Recorded data -
--*--

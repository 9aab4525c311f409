use serde::{Deserialize, Serialize};

// Query parameters for /api/coins/{id}/market_chart. Values are forwarded
// to upstream as-is; `days` stays a string so windows like "max" survive.
#[derive(Debug, Deserialize)]
pub struct MarketChartQuery {
    #[serde(default = "default_vs_currency")]
    pub vs_currency: String,
    #[serde(default = "default_days")]
    pub days: String,
}

// Query parameters for /api/coins/markets
#[derive(Debug, Deserialize)]
pub struct MarketsQuery {
    #[serde(default = "default_vs_currency")]
    pub vs_currency: String,
    #[serde(default = "default_order")]
    pub order: String,
    #[serde(default = "default_per_page")]
    pub per_page: String,
    #[serde(default = "default_page")]
    pub page: String,
}

fn default_vs_currency() -> String {
    "usd".to_string()
}

fn default_days() -> String {
    "7".to_string()
}

fn default_order() -> String {
    "market_cap_desc".to_string()
}

fn default_per_page() -> String {
    "100".to_string()
}

fn default_page() -> String {
    "1".to_string()
}

#[derive(Debug, Serialize)]
pub struct HealthResponse {
    pub status: &'static str,
    pub message: &'static str,
}

impl HealthResponse {
    pub fn ok() -> Self {
        Self {
            status: "ok",
            message: "Crypto Dashboard API is running",
        }
    }
}
use axum::{
    Json,
    http::StatusCode,
    response::{IntoResponse, Response},
};
use serde_json::json;
use thiserror::Error;

use crate::upstream::UpstreamError;

/// Handler-boundary error: an upstream failure tagged with the endpoint's
/// error label. Rendered as `{error, message}` with status 500; nothing
/// propagates past the handler.
#[derive(Debug, Error)]
#[error("{label}: {source}")]
pub struct ApiError {
    pub label: &'static str,
    #[source]
    pub source: UpstreamError,
}

impl ApiError {
    pub fn new(label: &'static str, source: UpstreamError) -> Self {
        Self { label, source }
    }
}

impl IntoResponse for ApiError {
    fn into_response(self) -> Response {
        let body = Json(json!({
            "error": self.label,
            "message": self.source.to_string(),
        }));

        (StatusCode::INTERNAL_SERVER_ERROR, body).into_response()
    }
}
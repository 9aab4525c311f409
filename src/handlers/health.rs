use axum::Json;

use crate::models::HealthResponse;

// GET /api/health: no cache and no upstream call involved
pub async fn health_handler() -> Json<HealthResponse> {
    Json(HealthResponse::ok())
}
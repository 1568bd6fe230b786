//! Artifact catalog records
//!
//! An artifact is the durable metadata record for one uploaded file.
//! The bytes themselves live in a backing store; the record tracks the
//! lifecycle from upload through soft delete, restore, and purge.

use chrono::{DateTime, Utc};
use serde::{Deserialize, Serialize};
use uuid::Uuid;

/// Media classification derived from the uploaded filename
#[derive(Debug, Clone, Copy, PartialEq, Eq, Hash, Serialize, Deserialize)]
#[serde(rename_all = "snake_case")]
pub enum MediaType {
    Pdf,
    Doc,
    Text,
    Image,
    Other,
}

impl MediaType {
    /// Classify a filename by its extension
    pub fn from_filename(filename: &str) -> Self {
        let ext = filename
            .rsplit_once('.')
            .map(|(_, e)| e.to_ascii_lowercase())
            .unwrap_or_default();

        match ext.as_str() {
            "pdf" => MediaType::Pdf,
            "doc" | "docx" | "rtf" => MediaType::Doc,
            "txt" | "md" => MediaType::Text,
            "png" | "jpg" | "jpeg" | "gif" | "webp" => MediaType::Image,
            _ => MediaType::Other,
        }
    }

    /// The string tag used in `by_type` statistics maps
    pub fn tag(&self) -> &'static str {
        match self {
            MediaType::Pdf => "pdf",
            MediaType::Doc => "doc",
            MediaType::Text => "text",
            MediaType::Image => "image",
            MediaType::Other => "other",
        }
    }
}

impl std::fmt::Display for MediaType {
    fn fmt(&self, f: &mut std::fmt::Formatter<'_>) -> std::fmt::Result {
        write!(f, "{}", self.tag())
    }
}

/// Lifecycle state of an artifact
///
/// Transitions: `Active --soft_delete--> SoftDeleted --restore--> Active`;
/// an eligible SoftDeleted record is purged by cleanup, which removes the
/// record entirely (there is no Purged variant to come back from).
#[derive(Debug, Clone, Copy, PartialEq, Eq, Serialize, Deserialize)]
#[serde(rename_all = "snake_case")]
pub enum ArtifactState {
    /// Visible and counted in storage statistics
    Active,
    /// In the recycle bin; excluded from stats, restorable until purged
    SoftDeleted,
}

impl std::fmt::Display for ArtifactState {
    fn fmt(&self, f: &mut std::fmt::Formatter<'_>) -> std::fmt::Result {
        match self {
            ArtifactState::Active => write!(f, "active"),
            ArtifactState::SoftDeleted => write!(f, "soft_deleted"),
        }
    }
}

/// Durable record of one uploaded file
#[derive(Debug, Clone, Serialize, Deserialize)]
pub struct ArtifactRecord {
    /// Unique, immutable id
    pub id: String,

    /// Research group that owns the file
    pub owner_group_id: String,

    /// Display filename (already sanitized by the upload path)
    pub filename: String,

    /// Classification tag for per-type statistics
    pub media_type: MediaType,

    /// File size in bytes, fixed once set
    pub size_bytes: u64,

    /// Upload completion timestamp
    pub uploaded_at: DateTime<Utc>,

    /// Lifecycle state
    pub state: ArtifactState,

    /// Set iff `state` is SoftDeleted
    #[serde(skip_serializing_if = "Option::is_none")]
    pub deleted_at: Option<DateTime<Utc>>,
}

impl ArtifactRecord {
    /// Create an Active record with a fresh v4 id, classifying the
    /// media type from the filename
    pub fn new(
        owner_group_id: impl Into<String>,
        filename: impl Into<String>,
        size_bytes: u64,
    ) -> Self {
        let filename = filename.into();
        Self {
            id: Uuid::new_v4().to_string(),
            owner_group_id: owner_group_id.into(),
            media_type: MediaType::from_filename(&filename),
            filename,
            size_bytes,
            uploaded_at: Utc::now(),
            state: ArtifactState::Active,
            deleted_at: None,
        }
    }

    /// Override the generated id (callers that mint their own ids)
    pub fn with_id(mut self, id: impl Into<String>) -> Self {
        self.id = id.into();
        self
    }

    /// Override the classified media type
    pub fn with_media_type(mut self, media_type: MediaType) -> Self {
        self.media_type = media_type;
        self
    }

    /// Whether the record counts toward current-usage statistics
    pub fn is_active(&self) -> bool {
        self.state == ArtifactState::Active
    }
}
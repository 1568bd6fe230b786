//! Authentication middleware for Axum

use axum::{
    extract::{Request, State},
    http::{header, StatusCode},
    middleware::Next,
    response::Response,
};
use std::collections::HashSet;
use std::sync::Arc;

use super::auth::{Claims, JwtAuth};

/// Authentication state shared across requests
#[derive(Clone)]
pub struct AuthState {
    pub jwt_auth: Arc<JwtAuth>,
    /// Usernames granted the operator role at login
    pub operators: Arc<HashSet<String>>,
}

impl AuthState {
    pub fn new(secret: &str, operators: impl IntoIterator<Item = String>) -> Self {
        Self {
            jwt_auth: Arc::new(JwtAuth::new(secret)),
            operators: Arc::new(operators.into_iter().collect()),
        }
    }

    /// Whether a username logs in with the operator role
    pub fn is_operator_user(&self, username: &str) -> bool {
        self.operators.contains(username)
    }
}

/// Authentication middleware that validates JWT tokens
pub async fn auth_middleware(
    State(state): State<AuthState>,
    mut request: Request,
    next: Next,
) -> Result<Response, StatusCode> {
    // Extract Authorization header
    let auth_header = request
        .headers()
        .get(header::AUTHORIZATION)
        .and_then(|h| h.to_str().ok())
        .ok_or(StatusCode::UNAUTHORIZED)?;

    // Extract bearer token
    let token = JwtAuth::extract_bearer_token(auth_header)
        .map_err(|_| StatusCode::UNAUTHORIZED)?;

    // Validate token
    let claims = state
        .jwt_auth
        .validate_token(&token)
        .map_err(|_| StatusCode::UNAUTHORIZED)?;

    // Store claims in request extensions for later use
    request.extensions_mut().insert(claims);

    Ok(next.run(request).await)
}

/// Gate for resource-admin routes: requires an operator token.
/// Must run after `auth_middleware` has inserted the claims.
pub async fn operator_middleware(request: Request, next: Next) -> Result<Response, StatusCode> {
    let claims = request
        .extensions()
        .get::<Claims>()
        .ok_or(StatusCode::UNAUTHORIZED)?;

    if !claims.is_operator() {
        return Err(StatusCode::FORBIDDEN);
    }

    Ok(next.run(request).await)
}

--*--

What to work on - Search the entries above for the string "Uuid". Copy each line in which it appears.

Task solution -
use uuid::Uuid;
            id: Uuid::new_v4().to_string(),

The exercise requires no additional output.